Tuesday, April 24, 2012

The Ghost of Accountability

Describing the Boston Red Sox as a franchise with the Death of Accountability misrepresents reality. The players have collectively never owned accountability. In 1967 and 1975, the Sox got beaten by better teams, those with Bob Gibson and Lou Brock and the Big Red Machine. Let's forget about late-season baserunning in 1972. In 1986, it's hard not to represent defeat as the ugliest word in sports, choking. 2003 had a unique form of torture, and since then it's been Shangri-La, even when it isn't.

Collective failure always belongs to ownership, the general manager, or the manager. Terry Francona wasn't the first to take the fall. Does anyone remember Grady Little?

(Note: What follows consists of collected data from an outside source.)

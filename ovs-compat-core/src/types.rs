//! Shared enums for the compatibility layer.
//!
//! Every enum that crosses into the CLI's JSON output is serializable via
//! serde with lowercase names.

use std::fmt;
use std::str::FromStr;

use serde::{Deserialize, Serialize};

use crate::error::TimeError;

// ---------------------------------------------------------------------------
// Directories
// ---------------------------------------------------------------------------

/// The six directory locations a daemon asks for.
#[derive(Debug, Clone, Copy, PartialEq, Eq, Hash, Serialize, Deserialize)]
#[serde(rename_all = "lowercase")]
pub enum DirectoryKind {
    Config,
    SharedData,
    Run,
    Log,
    Database,
    Binary,
}

impl DirectoryKind {
    /// All kinds, in the order the CLI prints them.
    pub const ALL: [DirectoryKind; 6] = [
        DirectoryKind::Config,
        DirectoryKind::SharedData,
        DirectoryKind::Run,
        DirectoryKind::Log,
        DirectoryKind::Database,
        DirectoryKind::Binary,
    ];

    /// Position of this kind in [`DirectoryKind::ALL`].
    pub fn index(self) -> usize {
        self as usize
    }

    /// Environment variable that overrides this kind.
    pub fn env_var(self) -> &'static str {
        match self {
            DirectoryKind::Config => "OVS_SYSCONFDIR",
            DirectoryKind::SharedData => "OVS_PKGDATADIR",
            DirectoryKind::Run => "OVS_RUNDIR",
            DirectoryKind::Log => "OVS_LOGDIR",
            DirectoryKind::Database => "OVS_DBDIR",
            DirectoryKind::Binary => "OVS_BINDIR",
        }
    }
}

impl fmt::Display for DirectoryKind {
    fn fmt(&self, f: &mut fmt::Formatter<'_>) -> fmt::Result {
        match self {
            DirectoryKind::Config => write!(f, "config"),
            DirectoryKind::SharedData => write!(f, "shared-data"),
            DirectoryKind::Run => write!(f, "run"),
            DirectoryKind::Log => write!(f, "log"),
            DirectoryKind::Database => write!(f, "database"),
            DirectoryKind::Binary => write!(f, "binary"),
        }
    }
}

/// Where a resolved directory value came from.
#[derive(Debug, Clone, Copy, PartialEq, Eq, Serialize, Deserialize)]
#[serde(rename_all = "lowercase")]
pub enum DirectorySource {
    /// The kind's own environment variable.
    Override,
    /// Database only: `OVS_SYSCONFDIR` plus the product suffix.
    Derived,
    /// Compiled-in default.
    Default,
}

impl fmt::Display for DirectorySource {
    fn fmt(&self, f: &mut fmt::Formatter<'_>) -> fmt::Result {
        match self {
            DirectorySource::Override => write!(f, "override"),
            DirectorySource::Derived => write!(f, "derived"),
            DirectorySource::Default => write!(f, "default"),
        }
    }
}

// ---------------------------------------------------------------------------
// Clocks
// ---------------------------------------------------------------------------

/// Logical clock identities. The discriminants are the wire values callers
/// pass in.
#[derive(Debug, Clone, Copy, PartialEq, Eq, Hash, Serialize, Deserialize)]
#[serde(rename_all = "lowercase")]
pub enum ClockId {
    Wall = 0,
    Monotonic = 1,
}

impl TryFrom<i32> for ClockId {
    type Error = TimeError;

    fn try_from(raw: i32) -> Result<Self, Self::Error> {
        match raw {
            0 => Ok(ClockId::Wall),
            1 => Ok(ClockId::Monotonic),
            other => Err(TimeError::InvalidClock(other)),
        }
    }
}

impl FromStr for ClockId {
    type Err = String;

    fn from_str(s: &str) -> Result<Self, Self::Err> {
        match s.to_ascii_lowercase().as_str() {
            "wall" | "realtime" => Ok(ClockId::Wall),
            "monotonic" => Ok(ClockId::Monotonic),
            other => Err(format!(
                "unknown clock '{other}'; expected: wall, monotonic"
            )),
        }
    }
}

impl fmt::Display for ClockId {
    fn fmt(&self, f: &mut fmt::Formatter<'_>) -> fmt::Result {
        match self {
            ClockId::Wall => write!(f, "wall"),
            ClockId::Monotonic => write!(f, "monotonic"),
        }
    }
}

// ---------------------------------------------------------------------------
// Diagnostic severities
// ---------------------------------------------------------------------------

/// Syslog-style severity tag written in front of each diagnostic line.
#[derive(Debug, Clone, Copy, PartialEq, Eq, PartialOrd, Ord, Serialize, Deserialize)]
#[serde(rename_all = "lowercase")]
pub enum Severity {
    Emerg,
    Alert,
    Crit,
    Err,
    Warning,
    Notice,
    Info,
    Debug,
}

impl Severity {
    pub fn tag(self) -> &'static str {
        match self {
            Severity::Emerg => "EMERG",
            Severity::Alert => "ALERT",
            Severity::Crit => "CRIT",
            Severity::Err => "ERR",
            Severity::Warning => "WARNING",
            Severity::Notice => "NOTICE",
            Severity::Info => "INFO",
            Severity::Debug => "DEBUG",
        }
    }
}

impl FromStr for Severity {
    type Err = String;

    fn from_str(s: &str) -> Result<Self, <Self as FromStr>::Err> {
        match s.to_ascii_lowercase().as_str() {
            "emerg" => Ok(Severity::Emerg),
            "alert" => Ok(Severity::Alert),
            "crit" => Ok(Severity::Crit),
            "err" | "error" => Ok(Severity::Err),
            "warning" | "warn" => Ok(Severity::Warning),
            "notice" => Ok(Severity::Notice),
            "info" => Ok(Severity::Info),
            "debug" => Ok(Severity::Debug),
            other => Err(format!(
                "unknown severity '{other}'; expected one of: emerg, alert, crit, err, warning, notice, info, debug"
            )),
        }
    }
}

impl fmt::Display for Severity {
    fn fmt(&self, f: &mut fmt::Formatter<'_>) -> fmt::Result {
        f.write_str(self.tag())
    }
}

It's never the players who are responsible for their play or their behavior. They're our guys, in psychology, cloaked in endowment effect...the coffee cup that you would sell at a yard sale for two dollars is only worth a dollar if you had to buy it. It's our cup, and dammit, it's special.

That doesn't mean that individual accountability never existed. Hall of Famer Jim Rice, described as surly by many media types, worked hard to become a more than adequate defender, and took responsibility for the bad days in defeat.

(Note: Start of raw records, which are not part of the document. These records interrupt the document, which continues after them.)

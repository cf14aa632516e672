use sea_orm::DbErr;

use crate::face::FaceError;

/// Every failure an attendance operation can surface to a caller.
///
/// Messages are user-facing. `Database` and `Internal` are the only variants the
/// HTTP layer hides behind a generic message.
#[derive(Debug, thiserror::Error)]
pub enum AttendanceError {
    #[error("Authentication required")]
    Unauthenticated,

    #[error("{0}")]
    Forbidden(String),

    #[error("{0}")]
    NotFound(String),

    #[error("{0}")]
    Conflict(String),

    #[error("{0}")]
    Validation(String),

    #[error("You are outside the geofence area. You are {distance:.2} meters away from the allowed location.")]
    GeofenceRejected { distance: f64 },

    #[error("Face authentication failed. Similarity score {score:.2} is below the required threshold.")]
    FaceAuthRejected { score: f32 },

    #[error("No active attendance schedule for this room at this time")]
    NoActiveWindow,

    #[error("You have already marked attendance for the current schedule")]
    AlreadyMarked,

    #[error("Face verification timed out. Please try again.")]
    Timeout,

    #[error("No face detected in the image")]
    NoFaceDetected,

    #[error("No registered face found. Please register your face first.")]
    NoEnrollment,

    #[error("Database error: {0}")]
    Database(#[from] DbErr),

    #[error("Internal error: {0}")]
    Internal(String),
}

impl AttendanceError {
    pub fn not_found(what: impl Into<String>) -> Self {
        Self::NotFound(what.into())
    }

    pub fn forbidden(why: impl Into<String>) -> Self {
        Self::Forbidden(why.into())
    }

    pub fn conflict(why: impl Into<String>) -> Self {
        Self::Conflict(why.into())
    }

    pub fn validation(why: impl Into<String>) -> Self {
        Self::Validation(why.into())
    }
}

impl From<FaceError> for AttendanceError {
    fn from(err: FaceError) -> Self {
        match err {
            FaceError::NoFaceDetected => Self::NoFaceDetected,
            FaceError::NoEnrollment => Self::NoEnrollment,
            FaceError::InvalidImage(msg) => Self::Validation(msg),
            other => Self::Internal(other.to_string()),
        }
    }
}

But for the most part, players live by the "easier to ask forgiveness than permission" philosophy. Perhaps our society based on the individual breeds contempt for the greater good. We don't like homelessness or poverty, but we don't want higher taxes. We're not really accountable. We love beer and chicken in the clubhouse...but the new NESN Sox slogan is EVERY GAME MATTERS, not EAT MORE CHICKEN.

The latest frontal assault on our fanatic sensibilities is the "empty pockets" theory of baseball. Although the Red Sox have emptied the fans' pockets, they have no dollars for the bullpen because a third of the payroll is on the DL. And because certain players want foremost to 'get paid', they all but refuse to go to the pen, where payrolls top out below the glamour and greenbacks of the fifth starter.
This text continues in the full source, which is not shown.